[Start of section]

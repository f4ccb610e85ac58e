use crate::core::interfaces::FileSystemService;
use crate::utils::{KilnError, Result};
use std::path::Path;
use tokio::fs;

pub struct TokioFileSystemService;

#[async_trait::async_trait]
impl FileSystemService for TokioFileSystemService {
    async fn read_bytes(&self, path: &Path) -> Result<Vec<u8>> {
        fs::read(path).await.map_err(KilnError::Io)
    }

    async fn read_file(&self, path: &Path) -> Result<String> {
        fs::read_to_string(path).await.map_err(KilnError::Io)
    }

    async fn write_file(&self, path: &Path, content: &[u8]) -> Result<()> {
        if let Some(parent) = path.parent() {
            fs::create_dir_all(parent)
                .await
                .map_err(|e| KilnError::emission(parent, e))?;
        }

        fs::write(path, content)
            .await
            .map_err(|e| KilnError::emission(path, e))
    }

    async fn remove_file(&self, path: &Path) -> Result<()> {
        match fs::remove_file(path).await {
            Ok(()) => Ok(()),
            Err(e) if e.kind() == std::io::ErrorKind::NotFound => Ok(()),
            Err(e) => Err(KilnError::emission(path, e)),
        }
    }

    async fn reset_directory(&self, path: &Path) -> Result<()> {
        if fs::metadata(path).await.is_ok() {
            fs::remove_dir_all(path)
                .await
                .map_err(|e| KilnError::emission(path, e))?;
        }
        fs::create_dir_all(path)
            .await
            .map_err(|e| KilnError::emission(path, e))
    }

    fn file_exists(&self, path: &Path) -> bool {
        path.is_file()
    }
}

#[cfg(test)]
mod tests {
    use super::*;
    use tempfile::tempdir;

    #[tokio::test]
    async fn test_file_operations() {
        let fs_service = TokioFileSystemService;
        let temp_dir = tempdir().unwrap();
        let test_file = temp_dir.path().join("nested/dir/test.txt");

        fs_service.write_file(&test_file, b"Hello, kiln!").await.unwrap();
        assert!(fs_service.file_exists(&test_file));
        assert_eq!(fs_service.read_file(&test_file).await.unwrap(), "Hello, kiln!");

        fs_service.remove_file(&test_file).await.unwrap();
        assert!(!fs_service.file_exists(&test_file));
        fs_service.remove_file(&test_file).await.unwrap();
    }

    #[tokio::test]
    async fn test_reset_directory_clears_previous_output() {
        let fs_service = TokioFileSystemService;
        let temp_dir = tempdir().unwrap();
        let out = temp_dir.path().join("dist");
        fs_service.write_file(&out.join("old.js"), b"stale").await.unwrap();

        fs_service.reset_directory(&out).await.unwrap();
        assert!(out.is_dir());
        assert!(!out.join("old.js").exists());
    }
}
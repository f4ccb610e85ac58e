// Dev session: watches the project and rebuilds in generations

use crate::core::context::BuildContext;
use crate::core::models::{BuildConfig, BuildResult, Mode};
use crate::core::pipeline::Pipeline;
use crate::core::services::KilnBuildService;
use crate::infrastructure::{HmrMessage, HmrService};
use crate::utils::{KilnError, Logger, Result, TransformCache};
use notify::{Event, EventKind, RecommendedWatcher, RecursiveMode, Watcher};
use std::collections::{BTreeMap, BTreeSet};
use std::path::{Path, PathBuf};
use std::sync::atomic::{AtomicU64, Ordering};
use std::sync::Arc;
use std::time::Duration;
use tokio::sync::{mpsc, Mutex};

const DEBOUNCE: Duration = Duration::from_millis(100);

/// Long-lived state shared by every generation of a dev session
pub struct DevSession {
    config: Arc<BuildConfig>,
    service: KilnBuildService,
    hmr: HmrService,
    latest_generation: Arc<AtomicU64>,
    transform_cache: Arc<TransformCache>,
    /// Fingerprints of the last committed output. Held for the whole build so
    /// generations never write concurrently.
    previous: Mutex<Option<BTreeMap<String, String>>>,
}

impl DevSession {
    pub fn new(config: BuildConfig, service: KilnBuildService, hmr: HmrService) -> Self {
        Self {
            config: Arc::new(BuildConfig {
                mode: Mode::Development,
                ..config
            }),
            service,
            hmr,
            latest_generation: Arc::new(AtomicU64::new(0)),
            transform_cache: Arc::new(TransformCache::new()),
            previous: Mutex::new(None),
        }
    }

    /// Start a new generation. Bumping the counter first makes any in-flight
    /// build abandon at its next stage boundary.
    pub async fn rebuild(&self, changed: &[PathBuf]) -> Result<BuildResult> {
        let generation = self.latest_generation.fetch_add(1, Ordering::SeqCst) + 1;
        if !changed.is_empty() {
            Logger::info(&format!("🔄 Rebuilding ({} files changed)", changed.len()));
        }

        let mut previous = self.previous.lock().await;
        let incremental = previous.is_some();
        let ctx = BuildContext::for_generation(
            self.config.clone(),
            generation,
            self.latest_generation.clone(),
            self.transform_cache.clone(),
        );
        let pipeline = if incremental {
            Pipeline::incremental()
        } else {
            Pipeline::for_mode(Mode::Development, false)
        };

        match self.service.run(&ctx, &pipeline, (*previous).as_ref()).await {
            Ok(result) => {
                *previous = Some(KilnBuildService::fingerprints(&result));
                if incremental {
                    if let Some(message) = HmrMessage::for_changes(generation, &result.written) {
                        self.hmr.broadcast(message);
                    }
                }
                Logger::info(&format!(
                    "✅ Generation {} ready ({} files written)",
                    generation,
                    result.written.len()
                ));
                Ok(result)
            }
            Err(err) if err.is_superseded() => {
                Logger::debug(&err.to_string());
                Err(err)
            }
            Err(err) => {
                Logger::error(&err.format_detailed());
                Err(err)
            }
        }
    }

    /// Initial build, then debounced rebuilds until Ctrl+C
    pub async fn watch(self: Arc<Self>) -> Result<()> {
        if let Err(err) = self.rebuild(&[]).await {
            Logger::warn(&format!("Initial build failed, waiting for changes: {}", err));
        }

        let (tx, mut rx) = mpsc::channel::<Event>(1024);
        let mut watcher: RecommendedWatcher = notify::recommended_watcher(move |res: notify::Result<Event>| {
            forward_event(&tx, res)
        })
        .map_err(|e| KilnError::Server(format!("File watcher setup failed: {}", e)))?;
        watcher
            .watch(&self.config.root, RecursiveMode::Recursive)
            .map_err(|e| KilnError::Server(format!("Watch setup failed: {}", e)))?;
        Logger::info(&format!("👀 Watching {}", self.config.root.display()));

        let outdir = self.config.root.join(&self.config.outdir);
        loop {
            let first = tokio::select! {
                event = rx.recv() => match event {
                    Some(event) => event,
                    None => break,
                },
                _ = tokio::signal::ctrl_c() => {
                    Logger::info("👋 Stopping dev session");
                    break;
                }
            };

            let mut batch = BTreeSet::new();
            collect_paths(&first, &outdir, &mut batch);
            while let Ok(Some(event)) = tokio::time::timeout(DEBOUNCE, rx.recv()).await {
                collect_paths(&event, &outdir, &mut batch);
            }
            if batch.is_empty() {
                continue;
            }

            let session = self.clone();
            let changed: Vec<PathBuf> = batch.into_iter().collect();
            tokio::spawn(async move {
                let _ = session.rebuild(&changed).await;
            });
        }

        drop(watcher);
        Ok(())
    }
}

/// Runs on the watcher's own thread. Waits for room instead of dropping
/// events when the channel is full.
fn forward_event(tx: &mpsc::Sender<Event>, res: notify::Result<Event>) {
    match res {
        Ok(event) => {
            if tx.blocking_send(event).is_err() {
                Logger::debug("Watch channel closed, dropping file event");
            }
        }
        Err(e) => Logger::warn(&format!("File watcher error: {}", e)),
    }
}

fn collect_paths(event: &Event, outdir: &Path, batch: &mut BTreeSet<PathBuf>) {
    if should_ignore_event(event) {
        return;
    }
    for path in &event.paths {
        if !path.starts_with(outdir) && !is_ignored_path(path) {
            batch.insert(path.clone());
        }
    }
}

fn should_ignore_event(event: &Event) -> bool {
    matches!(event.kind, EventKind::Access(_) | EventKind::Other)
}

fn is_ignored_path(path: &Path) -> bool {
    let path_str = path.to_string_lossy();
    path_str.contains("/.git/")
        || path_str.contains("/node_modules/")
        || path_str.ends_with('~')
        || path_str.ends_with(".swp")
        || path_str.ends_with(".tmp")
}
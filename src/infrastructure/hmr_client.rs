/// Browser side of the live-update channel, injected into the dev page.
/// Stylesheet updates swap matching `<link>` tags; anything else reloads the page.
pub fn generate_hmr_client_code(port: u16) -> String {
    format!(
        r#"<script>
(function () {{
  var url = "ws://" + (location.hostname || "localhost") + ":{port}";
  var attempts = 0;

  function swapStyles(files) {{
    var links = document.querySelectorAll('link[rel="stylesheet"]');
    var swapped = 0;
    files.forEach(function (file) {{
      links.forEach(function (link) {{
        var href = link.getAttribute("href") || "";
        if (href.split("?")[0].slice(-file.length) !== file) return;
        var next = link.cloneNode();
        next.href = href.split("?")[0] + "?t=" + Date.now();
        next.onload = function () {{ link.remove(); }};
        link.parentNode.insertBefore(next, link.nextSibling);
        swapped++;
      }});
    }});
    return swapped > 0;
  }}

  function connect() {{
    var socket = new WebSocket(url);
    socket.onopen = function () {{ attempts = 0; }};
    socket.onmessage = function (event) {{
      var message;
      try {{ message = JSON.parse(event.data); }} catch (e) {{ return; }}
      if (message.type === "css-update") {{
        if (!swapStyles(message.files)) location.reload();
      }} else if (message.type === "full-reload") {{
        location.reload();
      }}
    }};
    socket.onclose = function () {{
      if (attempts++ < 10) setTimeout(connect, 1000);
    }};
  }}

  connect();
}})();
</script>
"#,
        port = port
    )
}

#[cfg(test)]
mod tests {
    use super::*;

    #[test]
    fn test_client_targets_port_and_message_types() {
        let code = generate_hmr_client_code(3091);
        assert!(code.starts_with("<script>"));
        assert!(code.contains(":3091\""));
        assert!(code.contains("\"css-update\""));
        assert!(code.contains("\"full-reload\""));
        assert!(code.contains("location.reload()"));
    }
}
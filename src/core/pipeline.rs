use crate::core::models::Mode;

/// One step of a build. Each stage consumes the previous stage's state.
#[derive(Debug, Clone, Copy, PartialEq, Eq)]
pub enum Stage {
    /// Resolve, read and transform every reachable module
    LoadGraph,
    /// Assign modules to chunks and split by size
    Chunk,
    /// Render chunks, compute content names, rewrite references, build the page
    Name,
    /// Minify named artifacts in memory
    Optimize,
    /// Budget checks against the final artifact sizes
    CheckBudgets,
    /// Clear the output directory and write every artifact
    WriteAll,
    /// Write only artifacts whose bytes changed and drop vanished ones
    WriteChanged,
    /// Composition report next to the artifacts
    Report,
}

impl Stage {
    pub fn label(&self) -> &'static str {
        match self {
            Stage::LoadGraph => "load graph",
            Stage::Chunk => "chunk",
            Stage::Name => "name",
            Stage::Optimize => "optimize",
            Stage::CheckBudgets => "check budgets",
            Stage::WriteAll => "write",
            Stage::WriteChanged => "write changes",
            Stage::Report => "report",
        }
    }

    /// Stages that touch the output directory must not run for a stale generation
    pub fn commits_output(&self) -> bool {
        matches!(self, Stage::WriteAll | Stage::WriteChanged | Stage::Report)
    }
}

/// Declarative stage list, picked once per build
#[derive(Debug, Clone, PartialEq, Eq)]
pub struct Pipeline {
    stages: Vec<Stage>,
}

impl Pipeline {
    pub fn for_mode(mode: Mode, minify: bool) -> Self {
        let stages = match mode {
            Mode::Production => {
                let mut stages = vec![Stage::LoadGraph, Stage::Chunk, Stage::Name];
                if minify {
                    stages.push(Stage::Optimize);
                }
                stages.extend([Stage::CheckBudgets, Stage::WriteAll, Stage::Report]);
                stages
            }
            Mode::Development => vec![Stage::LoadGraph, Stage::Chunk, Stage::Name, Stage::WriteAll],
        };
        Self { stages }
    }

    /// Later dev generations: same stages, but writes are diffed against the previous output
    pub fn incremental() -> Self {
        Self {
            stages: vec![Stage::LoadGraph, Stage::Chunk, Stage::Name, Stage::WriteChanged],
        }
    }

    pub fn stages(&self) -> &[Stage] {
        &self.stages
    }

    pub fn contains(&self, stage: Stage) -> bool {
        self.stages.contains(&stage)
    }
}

[End of section]
[Start of section]

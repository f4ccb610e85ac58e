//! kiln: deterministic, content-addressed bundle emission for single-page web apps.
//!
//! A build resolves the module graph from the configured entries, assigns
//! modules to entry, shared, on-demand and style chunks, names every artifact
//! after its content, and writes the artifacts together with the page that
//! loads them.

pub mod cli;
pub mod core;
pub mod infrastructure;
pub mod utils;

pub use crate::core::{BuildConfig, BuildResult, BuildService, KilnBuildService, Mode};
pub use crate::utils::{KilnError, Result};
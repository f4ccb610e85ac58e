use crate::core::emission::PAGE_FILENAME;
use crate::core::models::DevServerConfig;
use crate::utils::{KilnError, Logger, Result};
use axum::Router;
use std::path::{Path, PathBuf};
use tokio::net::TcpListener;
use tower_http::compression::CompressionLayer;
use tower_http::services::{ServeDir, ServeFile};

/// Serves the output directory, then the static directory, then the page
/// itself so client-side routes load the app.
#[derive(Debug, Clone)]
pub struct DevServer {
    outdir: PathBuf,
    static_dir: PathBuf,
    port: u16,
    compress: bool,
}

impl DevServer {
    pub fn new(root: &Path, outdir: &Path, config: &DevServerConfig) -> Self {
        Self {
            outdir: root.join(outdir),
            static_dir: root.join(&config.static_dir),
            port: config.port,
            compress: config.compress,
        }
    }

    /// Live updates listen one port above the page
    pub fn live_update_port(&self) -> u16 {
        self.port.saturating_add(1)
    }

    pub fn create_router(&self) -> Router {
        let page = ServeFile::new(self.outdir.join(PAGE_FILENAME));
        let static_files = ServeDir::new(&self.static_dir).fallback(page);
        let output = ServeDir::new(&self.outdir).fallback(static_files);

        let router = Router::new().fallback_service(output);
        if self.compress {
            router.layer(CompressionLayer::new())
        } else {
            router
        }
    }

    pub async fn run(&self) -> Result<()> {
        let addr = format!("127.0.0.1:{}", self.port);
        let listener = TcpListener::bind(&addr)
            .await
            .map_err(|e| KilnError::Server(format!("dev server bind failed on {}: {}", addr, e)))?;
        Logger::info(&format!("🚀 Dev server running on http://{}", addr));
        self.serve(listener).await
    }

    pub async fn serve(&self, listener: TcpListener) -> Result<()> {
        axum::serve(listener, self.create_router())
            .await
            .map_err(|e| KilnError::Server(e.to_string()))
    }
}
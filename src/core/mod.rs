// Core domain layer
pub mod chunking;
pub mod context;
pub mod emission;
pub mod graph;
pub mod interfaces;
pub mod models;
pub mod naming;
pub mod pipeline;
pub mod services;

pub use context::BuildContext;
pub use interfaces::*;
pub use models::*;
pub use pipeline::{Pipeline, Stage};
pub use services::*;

[End of section]

_Your assignment_
Scan the entries above and report the number of lines that contain the word "info", with no added text.

_Response_
5